Read through the material below and copy each line in which the word "data" occurs.

** GIVEN RECORDS follows **

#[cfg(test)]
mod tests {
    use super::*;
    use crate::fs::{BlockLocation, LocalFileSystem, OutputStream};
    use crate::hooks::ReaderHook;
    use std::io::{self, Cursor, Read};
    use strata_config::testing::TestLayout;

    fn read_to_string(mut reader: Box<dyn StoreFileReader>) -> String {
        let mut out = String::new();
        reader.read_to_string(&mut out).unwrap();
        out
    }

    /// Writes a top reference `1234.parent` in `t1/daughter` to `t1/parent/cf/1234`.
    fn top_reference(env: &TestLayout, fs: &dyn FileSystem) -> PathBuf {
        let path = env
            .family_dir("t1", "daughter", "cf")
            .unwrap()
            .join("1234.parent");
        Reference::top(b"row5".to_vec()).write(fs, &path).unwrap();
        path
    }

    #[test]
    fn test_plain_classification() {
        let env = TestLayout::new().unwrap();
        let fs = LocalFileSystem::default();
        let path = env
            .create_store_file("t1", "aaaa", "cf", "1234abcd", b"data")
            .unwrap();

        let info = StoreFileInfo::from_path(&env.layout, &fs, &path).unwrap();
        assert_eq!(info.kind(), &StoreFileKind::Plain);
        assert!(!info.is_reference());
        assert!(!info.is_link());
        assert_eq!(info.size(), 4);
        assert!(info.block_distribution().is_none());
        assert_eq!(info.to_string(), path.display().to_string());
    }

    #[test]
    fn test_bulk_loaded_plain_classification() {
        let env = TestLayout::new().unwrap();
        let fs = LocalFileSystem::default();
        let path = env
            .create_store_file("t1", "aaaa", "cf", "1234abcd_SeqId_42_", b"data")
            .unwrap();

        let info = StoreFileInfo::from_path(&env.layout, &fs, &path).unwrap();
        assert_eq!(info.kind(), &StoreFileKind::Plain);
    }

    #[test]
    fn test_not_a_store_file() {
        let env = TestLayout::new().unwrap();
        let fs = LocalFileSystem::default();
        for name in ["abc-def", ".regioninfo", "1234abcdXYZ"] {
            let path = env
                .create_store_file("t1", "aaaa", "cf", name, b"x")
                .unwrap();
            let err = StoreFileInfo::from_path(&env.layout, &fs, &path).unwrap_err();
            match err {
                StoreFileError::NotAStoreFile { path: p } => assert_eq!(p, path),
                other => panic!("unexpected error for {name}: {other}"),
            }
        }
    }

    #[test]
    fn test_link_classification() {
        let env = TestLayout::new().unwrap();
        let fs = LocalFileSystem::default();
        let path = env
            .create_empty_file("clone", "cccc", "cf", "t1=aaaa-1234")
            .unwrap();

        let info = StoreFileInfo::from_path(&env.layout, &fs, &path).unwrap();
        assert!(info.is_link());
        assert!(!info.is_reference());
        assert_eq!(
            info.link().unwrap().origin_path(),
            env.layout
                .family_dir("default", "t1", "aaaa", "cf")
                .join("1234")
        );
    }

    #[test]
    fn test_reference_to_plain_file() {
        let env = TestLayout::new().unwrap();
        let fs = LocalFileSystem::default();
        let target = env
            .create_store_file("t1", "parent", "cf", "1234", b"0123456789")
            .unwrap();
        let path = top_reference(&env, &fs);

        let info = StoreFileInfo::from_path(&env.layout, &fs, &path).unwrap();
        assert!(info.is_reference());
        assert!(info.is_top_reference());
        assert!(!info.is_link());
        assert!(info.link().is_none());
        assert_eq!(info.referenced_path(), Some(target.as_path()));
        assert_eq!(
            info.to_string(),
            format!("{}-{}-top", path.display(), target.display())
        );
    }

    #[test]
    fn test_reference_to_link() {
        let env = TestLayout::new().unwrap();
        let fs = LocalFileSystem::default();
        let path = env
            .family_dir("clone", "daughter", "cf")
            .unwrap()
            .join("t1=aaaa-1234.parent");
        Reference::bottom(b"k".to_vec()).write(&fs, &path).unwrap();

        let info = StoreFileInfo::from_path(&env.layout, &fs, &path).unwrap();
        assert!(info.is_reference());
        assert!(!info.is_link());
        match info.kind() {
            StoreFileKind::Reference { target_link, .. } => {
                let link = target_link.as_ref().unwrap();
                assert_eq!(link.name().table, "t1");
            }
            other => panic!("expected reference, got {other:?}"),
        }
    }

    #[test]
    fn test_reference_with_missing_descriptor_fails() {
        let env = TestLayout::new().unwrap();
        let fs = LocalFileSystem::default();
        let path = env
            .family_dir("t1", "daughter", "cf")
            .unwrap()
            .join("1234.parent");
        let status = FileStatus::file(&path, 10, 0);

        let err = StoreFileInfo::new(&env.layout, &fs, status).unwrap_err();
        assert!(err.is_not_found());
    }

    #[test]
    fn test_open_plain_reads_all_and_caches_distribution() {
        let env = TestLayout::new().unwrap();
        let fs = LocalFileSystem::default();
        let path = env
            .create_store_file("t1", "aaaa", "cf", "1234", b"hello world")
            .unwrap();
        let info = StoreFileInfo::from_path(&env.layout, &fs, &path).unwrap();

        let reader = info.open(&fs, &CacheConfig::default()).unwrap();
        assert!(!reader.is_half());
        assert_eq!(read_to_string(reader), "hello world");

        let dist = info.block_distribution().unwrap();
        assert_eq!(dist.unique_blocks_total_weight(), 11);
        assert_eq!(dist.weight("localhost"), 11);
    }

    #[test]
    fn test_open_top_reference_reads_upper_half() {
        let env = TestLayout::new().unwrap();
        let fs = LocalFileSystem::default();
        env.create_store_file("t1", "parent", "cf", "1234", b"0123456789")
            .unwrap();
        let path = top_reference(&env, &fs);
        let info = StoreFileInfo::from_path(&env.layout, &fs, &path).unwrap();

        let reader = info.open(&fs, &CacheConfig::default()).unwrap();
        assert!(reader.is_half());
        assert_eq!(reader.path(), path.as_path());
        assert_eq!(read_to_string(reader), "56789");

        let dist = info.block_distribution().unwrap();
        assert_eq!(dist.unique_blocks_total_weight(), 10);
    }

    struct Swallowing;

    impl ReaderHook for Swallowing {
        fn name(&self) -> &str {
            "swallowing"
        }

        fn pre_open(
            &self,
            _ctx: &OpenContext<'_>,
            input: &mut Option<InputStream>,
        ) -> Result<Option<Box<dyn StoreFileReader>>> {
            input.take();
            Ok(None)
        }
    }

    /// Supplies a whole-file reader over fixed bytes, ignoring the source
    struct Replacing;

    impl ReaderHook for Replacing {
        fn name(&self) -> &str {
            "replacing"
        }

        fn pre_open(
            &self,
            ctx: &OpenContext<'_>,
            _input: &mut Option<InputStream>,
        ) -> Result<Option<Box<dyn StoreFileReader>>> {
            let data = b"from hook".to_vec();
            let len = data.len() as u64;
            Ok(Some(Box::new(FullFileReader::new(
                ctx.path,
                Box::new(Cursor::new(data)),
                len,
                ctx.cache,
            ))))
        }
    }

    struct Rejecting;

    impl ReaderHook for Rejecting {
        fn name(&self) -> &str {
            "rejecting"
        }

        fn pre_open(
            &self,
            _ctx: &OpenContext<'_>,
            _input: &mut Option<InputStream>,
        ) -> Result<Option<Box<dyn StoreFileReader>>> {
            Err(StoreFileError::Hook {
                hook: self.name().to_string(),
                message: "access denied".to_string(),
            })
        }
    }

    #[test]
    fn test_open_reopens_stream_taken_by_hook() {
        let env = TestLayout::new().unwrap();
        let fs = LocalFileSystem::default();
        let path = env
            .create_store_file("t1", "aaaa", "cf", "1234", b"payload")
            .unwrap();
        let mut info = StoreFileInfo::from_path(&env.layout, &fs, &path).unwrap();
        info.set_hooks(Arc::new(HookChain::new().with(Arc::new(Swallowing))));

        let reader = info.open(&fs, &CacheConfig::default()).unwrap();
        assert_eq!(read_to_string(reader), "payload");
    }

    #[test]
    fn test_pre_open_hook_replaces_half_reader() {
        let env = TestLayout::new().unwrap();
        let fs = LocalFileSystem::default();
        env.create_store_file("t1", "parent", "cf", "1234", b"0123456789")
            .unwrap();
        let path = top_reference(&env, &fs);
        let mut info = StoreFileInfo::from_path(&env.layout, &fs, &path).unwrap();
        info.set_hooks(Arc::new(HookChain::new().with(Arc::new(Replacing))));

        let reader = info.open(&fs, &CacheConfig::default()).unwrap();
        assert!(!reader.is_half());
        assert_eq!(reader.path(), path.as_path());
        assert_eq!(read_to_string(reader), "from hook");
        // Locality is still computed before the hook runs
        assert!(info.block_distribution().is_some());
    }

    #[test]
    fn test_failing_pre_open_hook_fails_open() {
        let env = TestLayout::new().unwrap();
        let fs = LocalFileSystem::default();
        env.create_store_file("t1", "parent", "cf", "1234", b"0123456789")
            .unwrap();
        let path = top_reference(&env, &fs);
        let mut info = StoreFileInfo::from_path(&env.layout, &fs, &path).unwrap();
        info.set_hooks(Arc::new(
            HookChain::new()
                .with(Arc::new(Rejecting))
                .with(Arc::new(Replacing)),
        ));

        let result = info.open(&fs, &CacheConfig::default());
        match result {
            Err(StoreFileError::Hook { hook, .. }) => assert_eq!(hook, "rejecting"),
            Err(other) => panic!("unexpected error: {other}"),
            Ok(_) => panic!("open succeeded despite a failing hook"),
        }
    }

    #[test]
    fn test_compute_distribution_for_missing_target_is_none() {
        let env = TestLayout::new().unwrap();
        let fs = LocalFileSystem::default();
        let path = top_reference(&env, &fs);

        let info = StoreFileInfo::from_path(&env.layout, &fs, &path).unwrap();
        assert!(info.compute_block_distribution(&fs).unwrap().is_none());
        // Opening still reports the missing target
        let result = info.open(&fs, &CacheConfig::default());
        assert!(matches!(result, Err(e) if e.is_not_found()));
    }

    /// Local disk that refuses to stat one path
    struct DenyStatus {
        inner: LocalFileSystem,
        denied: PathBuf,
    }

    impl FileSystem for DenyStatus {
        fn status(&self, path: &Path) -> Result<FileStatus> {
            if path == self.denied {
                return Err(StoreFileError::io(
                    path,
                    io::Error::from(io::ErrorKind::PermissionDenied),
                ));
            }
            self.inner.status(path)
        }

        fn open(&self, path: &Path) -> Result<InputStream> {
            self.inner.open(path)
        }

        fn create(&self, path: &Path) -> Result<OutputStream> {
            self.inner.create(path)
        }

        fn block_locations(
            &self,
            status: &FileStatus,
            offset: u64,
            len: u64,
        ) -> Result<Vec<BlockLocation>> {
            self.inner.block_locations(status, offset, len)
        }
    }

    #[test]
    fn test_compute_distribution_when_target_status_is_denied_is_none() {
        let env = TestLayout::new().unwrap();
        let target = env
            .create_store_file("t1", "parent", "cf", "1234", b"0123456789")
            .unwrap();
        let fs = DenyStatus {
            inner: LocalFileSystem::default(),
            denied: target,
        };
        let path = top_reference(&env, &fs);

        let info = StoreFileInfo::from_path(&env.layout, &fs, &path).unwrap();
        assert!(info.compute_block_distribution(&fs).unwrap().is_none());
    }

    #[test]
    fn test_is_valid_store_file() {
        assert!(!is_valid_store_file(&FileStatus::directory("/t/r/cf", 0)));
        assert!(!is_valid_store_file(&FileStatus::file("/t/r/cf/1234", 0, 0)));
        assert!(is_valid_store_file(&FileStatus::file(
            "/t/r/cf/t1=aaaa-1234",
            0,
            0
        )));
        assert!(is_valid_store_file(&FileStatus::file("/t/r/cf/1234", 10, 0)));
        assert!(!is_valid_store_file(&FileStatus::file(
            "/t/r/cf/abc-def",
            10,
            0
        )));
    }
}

** End of GIVEN RECORDS **

ANSWER SPACE:
            .create_store_file("t1", "aaaa", "cf", "1234abcd", b"data")
            .create_store_file("t1", "aaaa", "cf", "1234abcd_SeqId_42_", b"data")
            let data = b"from hook".to_vec();
            let len = data.len() as u64;
                Box::new(Cursor::new(data)),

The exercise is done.